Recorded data

[Start of section]

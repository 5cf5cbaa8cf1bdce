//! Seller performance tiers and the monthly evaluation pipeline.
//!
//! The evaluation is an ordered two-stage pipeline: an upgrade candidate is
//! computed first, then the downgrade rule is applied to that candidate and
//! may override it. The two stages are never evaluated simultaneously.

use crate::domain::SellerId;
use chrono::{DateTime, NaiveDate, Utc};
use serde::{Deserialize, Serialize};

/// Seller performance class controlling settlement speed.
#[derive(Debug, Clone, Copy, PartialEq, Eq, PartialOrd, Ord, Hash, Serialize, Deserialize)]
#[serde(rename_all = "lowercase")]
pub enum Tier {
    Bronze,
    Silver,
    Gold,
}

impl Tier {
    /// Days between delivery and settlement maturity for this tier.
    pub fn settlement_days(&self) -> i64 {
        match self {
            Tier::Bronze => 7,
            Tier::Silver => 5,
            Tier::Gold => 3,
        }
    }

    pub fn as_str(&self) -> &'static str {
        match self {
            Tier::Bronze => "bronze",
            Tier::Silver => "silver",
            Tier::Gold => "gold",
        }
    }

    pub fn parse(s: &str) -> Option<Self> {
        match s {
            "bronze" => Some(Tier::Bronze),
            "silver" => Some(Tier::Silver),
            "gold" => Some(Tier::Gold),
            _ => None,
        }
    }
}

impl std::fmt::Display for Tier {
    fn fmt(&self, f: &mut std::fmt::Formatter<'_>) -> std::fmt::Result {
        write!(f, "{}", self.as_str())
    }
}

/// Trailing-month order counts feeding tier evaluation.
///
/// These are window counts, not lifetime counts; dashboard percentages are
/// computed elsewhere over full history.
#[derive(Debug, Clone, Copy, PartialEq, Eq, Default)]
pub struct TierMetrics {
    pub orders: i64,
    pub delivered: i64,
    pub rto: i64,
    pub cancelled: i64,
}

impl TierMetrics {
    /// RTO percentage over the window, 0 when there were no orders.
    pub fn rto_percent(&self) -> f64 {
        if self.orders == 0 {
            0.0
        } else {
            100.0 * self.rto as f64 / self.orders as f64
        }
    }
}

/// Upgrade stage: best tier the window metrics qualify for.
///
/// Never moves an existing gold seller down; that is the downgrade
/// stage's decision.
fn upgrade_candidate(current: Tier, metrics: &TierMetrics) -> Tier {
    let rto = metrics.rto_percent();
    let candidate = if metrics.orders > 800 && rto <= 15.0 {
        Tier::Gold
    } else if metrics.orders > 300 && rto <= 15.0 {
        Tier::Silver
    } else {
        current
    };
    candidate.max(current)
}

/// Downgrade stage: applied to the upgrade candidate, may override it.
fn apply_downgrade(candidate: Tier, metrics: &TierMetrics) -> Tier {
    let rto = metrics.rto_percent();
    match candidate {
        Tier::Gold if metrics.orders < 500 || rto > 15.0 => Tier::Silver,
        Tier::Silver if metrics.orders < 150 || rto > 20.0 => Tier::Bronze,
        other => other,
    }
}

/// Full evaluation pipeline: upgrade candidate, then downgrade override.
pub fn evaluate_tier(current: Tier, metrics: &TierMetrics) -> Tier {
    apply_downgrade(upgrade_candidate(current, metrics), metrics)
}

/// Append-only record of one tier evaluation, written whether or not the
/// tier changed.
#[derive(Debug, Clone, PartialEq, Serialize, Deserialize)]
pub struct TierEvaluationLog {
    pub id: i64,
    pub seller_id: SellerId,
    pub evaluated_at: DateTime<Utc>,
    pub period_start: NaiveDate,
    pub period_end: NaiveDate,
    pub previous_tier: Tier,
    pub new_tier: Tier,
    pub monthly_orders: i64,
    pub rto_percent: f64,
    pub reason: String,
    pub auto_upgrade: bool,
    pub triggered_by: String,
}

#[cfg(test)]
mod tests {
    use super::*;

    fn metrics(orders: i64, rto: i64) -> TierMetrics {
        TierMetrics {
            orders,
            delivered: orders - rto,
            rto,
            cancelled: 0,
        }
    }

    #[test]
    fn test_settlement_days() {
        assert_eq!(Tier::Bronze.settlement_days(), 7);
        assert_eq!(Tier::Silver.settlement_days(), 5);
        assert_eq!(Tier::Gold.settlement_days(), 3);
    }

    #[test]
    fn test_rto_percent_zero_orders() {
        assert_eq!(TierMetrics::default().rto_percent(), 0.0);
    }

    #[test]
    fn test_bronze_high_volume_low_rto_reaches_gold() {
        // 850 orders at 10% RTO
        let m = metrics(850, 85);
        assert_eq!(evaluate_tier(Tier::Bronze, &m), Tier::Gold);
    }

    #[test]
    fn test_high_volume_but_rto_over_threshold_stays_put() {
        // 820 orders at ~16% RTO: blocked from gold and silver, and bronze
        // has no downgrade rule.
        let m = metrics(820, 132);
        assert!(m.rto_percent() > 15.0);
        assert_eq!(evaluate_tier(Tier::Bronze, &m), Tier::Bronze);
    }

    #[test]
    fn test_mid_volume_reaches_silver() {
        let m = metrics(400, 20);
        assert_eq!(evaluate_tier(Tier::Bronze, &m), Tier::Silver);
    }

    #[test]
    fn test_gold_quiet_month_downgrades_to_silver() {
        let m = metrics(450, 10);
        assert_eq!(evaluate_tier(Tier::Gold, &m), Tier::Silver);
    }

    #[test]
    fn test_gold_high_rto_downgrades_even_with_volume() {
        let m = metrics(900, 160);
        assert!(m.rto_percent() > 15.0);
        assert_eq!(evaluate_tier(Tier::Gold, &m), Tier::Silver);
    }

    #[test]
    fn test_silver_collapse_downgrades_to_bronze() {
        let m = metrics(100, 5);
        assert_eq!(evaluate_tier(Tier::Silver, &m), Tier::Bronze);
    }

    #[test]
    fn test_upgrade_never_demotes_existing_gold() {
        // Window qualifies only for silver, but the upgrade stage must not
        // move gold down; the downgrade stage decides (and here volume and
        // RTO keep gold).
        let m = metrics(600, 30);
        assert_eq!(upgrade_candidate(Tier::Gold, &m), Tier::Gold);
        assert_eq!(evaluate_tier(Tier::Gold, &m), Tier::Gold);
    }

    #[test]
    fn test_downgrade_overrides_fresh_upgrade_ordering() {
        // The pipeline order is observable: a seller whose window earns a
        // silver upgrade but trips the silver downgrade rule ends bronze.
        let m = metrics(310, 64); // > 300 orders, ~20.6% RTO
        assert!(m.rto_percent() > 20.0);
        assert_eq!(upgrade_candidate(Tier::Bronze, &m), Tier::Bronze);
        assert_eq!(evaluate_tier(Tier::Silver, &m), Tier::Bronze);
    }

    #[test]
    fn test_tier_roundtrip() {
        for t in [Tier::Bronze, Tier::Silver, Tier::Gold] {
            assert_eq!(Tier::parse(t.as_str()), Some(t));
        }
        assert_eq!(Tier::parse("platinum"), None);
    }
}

[End of section]

--- PROBLEM TO SOLVE ---
For each line of the entries that includes "SellerId", show that line.

--- YOUR SOLUTION ---
use crate::domain::SellerId;
    pub seller_id: SellerId,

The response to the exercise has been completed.